EXERCISE INPUTS:
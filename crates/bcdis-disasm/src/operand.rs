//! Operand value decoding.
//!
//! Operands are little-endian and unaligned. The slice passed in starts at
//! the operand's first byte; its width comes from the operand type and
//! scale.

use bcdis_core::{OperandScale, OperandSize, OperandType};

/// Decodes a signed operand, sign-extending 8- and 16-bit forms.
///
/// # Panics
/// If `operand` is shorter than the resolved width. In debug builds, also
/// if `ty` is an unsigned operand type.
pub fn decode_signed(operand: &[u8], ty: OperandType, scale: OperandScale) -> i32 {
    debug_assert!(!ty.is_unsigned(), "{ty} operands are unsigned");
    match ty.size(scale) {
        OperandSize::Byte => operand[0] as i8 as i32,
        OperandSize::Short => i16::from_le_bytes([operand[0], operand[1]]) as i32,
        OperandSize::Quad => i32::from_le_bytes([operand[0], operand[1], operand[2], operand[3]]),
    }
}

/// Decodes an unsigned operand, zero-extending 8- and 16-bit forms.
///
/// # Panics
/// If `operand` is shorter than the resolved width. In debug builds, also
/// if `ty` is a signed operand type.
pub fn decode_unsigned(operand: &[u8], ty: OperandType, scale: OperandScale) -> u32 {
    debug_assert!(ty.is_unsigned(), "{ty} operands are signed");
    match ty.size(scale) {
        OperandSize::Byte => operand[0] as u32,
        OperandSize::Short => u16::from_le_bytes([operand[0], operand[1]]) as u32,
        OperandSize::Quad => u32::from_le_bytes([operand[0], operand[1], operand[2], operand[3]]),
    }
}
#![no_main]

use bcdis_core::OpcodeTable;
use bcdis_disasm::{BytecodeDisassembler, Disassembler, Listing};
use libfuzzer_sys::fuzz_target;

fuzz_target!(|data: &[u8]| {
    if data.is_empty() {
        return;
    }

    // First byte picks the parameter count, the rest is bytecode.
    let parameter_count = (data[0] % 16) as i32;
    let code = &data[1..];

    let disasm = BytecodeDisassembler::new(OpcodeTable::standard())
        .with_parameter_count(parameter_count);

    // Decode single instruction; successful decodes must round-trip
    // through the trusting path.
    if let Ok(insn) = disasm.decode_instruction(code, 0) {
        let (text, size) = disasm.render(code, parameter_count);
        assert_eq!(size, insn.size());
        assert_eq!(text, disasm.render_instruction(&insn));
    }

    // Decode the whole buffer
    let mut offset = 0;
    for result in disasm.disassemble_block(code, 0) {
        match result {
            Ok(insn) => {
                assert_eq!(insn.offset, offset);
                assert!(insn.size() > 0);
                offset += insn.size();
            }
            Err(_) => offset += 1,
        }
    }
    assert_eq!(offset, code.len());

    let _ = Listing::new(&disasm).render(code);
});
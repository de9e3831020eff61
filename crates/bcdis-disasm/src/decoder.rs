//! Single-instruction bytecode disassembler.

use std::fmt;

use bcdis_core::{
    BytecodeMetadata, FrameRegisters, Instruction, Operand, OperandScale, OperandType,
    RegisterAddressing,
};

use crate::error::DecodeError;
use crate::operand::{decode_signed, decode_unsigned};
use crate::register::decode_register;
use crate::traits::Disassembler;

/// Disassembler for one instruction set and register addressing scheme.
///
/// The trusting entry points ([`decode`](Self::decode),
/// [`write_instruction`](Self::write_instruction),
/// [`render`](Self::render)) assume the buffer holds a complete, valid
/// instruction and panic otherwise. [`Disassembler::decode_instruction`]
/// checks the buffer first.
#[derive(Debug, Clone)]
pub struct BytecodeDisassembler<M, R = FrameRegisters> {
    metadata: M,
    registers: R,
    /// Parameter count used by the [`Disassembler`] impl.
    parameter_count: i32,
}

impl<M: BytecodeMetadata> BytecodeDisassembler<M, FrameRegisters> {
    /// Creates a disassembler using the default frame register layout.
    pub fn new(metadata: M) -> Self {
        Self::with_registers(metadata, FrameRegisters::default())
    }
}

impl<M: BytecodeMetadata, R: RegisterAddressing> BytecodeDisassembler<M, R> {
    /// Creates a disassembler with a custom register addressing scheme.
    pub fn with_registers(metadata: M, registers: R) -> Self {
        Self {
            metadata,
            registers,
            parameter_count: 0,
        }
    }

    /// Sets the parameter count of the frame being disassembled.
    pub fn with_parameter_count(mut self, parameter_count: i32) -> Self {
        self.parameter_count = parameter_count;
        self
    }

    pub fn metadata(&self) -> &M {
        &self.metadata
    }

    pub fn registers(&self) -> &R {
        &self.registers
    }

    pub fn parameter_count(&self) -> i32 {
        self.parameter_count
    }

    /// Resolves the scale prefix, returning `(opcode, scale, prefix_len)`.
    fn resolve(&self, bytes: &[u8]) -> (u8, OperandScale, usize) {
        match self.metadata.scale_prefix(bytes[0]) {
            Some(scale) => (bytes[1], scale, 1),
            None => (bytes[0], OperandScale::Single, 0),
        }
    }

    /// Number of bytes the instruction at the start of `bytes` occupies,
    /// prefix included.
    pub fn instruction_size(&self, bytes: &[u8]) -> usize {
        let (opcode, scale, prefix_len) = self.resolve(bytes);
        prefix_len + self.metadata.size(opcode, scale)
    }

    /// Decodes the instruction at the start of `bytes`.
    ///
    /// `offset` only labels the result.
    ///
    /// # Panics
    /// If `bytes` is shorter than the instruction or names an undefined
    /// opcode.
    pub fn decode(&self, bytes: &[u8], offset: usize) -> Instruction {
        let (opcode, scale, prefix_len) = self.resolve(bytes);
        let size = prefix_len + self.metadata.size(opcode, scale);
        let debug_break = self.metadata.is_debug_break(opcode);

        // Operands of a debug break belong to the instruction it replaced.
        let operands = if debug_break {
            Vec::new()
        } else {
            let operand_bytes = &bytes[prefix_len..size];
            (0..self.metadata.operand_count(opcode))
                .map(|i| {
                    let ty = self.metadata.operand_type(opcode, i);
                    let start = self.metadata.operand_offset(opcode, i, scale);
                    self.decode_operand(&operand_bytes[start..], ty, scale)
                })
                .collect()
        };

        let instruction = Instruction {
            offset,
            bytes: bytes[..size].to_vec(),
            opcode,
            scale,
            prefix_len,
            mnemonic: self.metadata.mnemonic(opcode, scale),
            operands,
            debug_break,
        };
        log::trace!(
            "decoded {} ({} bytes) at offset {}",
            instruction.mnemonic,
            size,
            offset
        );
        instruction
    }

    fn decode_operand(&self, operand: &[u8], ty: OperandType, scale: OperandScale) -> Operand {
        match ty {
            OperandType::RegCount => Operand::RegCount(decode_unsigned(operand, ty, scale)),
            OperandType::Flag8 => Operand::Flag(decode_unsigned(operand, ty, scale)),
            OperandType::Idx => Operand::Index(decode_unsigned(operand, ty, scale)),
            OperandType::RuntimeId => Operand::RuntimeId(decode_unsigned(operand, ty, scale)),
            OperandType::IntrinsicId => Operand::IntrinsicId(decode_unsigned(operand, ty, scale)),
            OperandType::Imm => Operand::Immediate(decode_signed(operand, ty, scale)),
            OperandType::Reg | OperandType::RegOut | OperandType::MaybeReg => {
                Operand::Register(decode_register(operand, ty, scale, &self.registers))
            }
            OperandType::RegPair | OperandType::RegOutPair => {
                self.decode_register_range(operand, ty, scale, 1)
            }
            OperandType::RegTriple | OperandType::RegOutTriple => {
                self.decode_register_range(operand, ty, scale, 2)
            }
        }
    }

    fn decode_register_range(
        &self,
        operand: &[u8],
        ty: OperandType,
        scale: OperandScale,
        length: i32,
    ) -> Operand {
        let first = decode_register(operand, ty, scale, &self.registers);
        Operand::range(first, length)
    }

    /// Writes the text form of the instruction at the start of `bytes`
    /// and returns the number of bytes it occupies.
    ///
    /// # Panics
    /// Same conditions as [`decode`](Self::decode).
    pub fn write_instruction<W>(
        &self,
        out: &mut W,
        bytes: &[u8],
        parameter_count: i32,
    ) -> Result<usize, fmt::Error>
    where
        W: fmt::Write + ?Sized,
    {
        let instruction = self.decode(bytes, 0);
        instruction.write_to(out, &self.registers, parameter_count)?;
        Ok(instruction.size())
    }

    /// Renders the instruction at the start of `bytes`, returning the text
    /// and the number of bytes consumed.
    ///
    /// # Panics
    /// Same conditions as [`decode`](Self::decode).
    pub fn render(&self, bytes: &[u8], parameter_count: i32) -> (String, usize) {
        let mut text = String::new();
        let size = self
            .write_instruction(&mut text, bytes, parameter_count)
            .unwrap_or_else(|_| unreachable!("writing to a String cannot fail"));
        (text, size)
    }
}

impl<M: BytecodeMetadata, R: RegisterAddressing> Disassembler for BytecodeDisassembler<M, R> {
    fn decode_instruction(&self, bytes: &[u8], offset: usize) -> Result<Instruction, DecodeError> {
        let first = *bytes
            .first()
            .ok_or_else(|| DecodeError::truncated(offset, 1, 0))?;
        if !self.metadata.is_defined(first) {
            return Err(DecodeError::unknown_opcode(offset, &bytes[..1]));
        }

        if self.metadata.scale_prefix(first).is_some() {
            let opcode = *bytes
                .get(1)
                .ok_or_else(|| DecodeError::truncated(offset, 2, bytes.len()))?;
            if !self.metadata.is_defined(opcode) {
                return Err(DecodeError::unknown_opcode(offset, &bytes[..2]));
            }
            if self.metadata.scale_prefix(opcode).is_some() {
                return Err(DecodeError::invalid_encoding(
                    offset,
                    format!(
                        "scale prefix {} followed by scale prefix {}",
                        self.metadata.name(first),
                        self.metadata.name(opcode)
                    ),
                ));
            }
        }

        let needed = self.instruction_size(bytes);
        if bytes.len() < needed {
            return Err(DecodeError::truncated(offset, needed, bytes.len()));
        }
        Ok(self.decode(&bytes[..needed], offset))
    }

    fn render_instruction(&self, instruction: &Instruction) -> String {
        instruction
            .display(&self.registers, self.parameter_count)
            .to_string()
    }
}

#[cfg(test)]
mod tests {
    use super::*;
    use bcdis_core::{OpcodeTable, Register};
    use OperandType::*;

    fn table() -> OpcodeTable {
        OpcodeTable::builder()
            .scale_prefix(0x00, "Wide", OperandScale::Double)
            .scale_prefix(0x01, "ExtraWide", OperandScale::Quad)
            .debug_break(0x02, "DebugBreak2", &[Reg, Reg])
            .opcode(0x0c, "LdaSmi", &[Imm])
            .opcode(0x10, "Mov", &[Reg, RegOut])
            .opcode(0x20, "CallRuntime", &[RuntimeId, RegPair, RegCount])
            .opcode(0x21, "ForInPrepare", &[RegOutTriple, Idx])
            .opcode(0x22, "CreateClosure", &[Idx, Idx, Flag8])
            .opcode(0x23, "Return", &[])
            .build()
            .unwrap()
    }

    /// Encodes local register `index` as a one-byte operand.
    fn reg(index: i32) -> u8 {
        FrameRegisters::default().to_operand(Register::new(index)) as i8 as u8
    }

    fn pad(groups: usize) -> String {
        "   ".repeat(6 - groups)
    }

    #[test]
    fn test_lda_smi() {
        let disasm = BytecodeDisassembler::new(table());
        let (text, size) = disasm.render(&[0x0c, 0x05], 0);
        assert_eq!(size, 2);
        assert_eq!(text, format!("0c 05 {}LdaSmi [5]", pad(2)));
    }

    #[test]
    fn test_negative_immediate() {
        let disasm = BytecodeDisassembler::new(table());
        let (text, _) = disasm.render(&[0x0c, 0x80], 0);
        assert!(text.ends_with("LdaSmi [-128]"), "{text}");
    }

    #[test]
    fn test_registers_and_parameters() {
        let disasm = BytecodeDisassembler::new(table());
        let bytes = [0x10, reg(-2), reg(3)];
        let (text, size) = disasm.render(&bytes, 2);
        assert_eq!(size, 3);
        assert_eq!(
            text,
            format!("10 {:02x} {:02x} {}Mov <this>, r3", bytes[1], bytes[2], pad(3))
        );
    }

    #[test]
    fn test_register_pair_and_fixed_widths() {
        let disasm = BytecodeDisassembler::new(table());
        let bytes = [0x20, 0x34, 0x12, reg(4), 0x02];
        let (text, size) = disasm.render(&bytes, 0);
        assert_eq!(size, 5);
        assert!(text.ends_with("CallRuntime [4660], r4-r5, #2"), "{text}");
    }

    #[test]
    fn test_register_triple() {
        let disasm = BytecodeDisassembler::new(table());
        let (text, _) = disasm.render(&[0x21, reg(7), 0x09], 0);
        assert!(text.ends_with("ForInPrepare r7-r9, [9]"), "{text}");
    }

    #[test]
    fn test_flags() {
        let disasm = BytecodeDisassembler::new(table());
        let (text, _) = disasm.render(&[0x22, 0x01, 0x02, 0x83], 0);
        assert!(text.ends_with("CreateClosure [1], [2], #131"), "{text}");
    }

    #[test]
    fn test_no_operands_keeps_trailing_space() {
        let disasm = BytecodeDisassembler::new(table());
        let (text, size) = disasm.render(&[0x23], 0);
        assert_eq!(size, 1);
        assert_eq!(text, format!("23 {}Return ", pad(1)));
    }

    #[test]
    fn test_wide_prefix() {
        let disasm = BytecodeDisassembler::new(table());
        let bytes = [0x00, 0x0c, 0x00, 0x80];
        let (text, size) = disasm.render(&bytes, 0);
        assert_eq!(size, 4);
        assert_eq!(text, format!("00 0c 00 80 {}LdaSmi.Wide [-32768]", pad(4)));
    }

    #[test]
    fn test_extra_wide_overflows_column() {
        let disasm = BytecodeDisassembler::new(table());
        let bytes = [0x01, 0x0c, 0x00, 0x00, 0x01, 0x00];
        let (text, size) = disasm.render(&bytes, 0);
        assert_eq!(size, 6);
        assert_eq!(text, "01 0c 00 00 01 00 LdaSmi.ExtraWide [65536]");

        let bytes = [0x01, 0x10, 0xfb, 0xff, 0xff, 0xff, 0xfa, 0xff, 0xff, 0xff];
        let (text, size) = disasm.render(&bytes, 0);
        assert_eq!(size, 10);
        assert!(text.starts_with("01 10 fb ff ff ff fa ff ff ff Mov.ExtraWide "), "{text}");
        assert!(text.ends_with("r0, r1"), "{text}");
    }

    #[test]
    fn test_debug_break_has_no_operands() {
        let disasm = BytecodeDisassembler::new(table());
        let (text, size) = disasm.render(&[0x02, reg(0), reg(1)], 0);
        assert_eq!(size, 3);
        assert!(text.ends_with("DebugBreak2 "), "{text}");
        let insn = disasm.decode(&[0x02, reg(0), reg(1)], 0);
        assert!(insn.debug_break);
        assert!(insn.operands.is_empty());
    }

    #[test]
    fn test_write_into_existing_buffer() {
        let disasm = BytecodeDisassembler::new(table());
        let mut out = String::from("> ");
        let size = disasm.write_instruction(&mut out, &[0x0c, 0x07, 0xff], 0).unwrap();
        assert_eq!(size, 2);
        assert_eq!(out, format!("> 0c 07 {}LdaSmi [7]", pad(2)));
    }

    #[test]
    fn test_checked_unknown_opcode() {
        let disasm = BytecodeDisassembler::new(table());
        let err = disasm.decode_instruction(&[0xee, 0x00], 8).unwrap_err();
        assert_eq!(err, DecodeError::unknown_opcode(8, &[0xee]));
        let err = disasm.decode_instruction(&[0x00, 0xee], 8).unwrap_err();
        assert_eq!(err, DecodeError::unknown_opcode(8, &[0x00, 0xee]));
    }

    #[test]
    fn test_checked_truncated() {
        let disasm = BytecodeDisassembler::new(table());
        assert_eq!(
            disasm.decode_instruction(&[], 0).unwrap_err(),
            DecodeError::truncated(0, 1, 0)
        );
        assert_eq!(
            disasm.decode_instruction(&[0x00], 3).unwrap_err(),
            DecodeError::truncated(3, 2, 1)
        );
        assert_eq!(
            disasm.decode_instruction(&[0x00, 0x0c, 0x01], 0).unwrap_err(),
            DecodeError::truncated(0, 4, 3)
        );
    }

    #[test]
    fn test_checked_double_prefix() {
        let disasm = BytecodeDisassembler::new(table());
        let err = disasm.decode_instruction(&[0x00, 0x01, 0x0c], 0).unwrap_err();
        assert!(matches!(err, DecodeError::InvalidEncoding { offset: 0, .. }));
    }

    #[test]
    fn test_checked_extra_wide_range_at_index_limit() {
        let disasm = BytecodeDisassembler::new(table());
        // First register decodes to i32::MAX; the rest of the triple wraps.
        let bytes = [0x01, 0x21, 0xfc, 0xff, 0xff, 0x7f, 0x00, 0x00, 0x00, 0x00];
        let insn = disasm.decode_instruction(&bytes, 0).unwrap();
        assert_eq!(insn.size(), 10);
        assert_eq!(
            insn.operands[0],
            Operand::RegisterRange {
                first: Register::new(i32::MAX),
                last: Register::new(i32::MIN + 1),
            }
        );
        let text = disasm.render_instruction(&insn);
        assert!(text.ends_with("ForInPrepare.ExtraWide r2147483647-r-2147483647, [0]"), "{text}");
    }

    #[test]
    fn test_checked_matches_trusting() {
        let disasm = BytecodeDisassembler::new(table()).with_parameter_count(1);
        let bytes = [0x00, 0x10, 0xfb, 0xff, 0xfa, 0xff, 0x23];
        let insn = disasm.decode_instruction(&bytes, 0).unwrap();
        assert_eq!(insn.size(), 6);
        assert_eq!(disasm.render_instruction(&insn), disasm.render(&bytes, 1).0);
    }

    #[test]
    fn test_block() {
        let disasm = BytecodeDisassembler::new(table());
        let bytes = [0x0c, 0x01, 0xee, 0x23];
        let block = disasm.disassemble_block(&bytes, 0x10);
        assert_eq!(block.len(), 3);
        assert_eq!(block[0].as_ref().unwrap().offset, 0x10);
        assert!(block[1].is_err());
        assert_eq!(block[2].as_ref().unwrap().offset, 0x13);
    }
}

==

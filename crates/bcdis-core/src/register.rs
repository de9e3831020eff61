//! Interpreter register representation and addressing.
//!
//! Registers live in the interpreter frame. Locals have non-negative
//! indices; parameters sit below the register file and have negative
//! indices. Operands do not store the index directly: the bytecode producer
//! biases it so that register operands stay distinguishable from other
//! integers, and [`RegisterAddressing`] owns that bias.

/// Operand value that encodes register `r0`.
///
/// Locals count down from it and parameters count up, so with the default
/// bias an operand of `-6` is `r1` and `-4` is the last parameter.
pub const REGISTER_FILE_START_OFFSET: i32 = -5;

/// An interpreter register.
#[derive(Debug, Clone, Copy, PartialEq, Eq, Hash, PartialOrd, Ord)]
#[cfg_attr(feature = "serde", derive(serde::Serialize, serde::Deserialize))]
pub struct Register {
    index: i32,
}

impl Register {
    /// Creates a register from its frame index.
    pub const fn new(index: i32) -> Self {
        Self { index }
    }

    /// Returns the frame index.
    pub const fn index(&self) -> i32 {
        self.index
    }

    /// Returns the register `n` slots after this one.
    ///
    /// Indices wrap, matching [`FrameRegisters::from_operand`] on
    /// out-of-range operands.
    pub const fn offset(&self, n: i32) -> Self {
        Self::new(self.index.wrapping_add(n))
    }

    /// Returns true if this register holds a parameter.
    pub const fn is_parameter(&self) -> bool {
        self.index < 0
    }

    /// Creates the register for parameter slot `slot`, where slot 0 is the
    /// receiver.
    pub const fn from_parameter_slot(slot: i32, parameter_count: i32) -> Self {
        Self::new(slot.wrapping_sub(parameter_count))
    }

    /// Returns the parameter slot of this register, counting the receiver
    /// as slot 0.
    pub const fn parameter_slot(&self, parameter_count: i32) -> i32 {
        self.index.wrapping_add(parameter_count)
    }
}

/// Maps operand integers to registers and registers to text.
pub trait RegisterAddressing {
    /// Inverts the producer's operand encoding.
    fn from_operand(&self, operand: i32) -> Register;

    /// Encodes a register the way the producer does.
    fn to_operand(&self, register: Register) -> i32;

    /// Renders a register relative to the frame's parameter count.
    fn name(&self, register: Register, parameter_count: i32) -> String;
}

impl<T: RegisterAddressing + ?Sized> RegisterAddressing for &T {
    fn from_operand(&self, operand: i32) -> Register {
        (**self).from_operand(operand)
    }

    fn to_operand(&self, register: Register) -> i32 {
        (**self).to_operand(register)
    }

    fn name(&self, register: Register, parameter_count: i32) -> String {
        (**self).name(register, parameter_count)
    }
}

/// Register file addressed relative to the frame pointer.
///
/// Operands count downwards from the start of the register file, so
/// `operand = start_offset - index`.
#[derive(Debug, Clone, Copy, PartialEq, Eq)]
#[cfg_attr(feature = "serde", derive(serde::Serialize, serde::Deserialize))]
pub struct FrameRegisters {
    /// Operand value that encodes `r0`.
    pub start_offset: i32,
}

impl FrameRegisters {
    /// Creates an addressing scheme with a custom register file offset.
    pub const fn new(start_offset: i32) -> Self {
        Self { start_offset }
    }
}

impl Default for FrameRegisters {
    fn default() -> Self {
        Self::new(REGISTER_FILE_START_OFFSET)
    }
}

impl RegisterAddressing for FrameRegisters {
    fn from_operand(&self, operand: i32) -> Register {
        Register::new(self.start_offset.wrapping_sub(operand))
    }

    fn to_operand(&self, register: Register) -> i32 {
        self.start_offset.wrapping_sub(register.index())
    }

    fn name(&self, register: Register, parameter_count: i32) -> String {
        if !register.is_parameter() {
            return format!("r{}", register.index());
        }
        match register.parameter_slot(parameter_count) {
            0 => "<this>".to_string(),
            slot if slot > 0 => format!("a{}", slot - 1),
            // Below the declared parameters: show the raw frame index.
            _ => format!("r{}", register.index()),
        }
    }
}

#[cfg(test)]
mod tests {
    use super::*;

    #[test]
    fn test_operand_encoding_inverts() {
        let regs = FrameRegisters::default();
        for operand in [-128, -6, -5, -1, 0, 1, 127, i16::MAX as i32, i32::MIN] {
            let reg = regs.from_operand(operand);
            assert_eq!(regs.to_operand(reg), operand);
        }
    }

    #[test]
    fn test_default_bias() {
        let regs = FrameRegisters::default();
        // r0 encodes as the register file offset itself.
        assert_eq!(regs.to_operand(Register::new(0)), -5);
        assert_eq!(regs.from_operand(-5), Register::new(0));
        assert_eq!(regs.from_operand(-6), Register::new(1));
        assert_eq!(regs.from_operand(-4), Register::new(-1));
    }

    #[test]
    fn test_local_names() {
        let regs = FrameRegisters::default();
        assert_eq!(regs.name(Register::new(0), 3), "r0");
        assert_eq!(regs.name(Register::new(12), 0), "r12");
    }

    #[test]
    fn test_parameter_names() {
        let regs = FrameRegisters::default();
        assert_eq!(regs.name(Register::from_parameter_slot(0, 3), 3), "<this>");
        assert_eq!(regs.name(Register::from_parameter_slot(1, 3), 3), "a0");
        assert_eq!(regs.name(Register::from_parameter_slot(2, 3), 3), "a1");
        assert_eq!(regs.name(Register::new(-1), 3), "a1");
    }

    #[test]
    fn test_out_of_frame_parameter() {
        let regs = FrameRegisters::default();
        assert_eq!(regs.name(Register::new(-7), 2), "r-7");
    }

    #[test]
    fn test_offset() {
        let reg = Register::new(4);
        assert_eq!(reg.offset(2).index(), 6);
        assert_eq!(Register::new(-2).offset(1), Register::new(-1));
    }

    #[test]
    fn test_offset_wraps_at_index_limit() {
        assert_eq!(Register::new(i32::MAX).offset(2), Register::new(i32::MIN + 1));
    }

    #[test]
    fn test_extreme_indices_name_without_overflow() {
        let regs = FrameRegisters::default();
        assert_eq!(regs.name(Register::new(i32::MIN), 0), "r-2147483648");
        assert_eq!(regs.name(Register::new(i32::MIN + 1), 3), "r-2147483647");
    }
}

WORK TO BE COMPLETED: Restate word for word the entries above, starting at the line with "assert_eq!(offset, code.len());" and ending at the line with "use crate::error::DecodeError;", inclusive, and no others.

OUTPUT BELOW:
    assert_eq!(offset, code.len());

    let _ = Listing::new(&disasm).render(code);
});
repository de9e3831020eff61
filename crates/bcdis-disasm/src/decoder.rs
//! Single-instruction bytecode disassembler.

use std::fmt;

use bcdis_core::{
    BytecodeMetadata, FrameRegisters, Instruction, Operand, OperandScale, OperandType,
    RegisterAddressing,
};

use crate::error::DecodeError;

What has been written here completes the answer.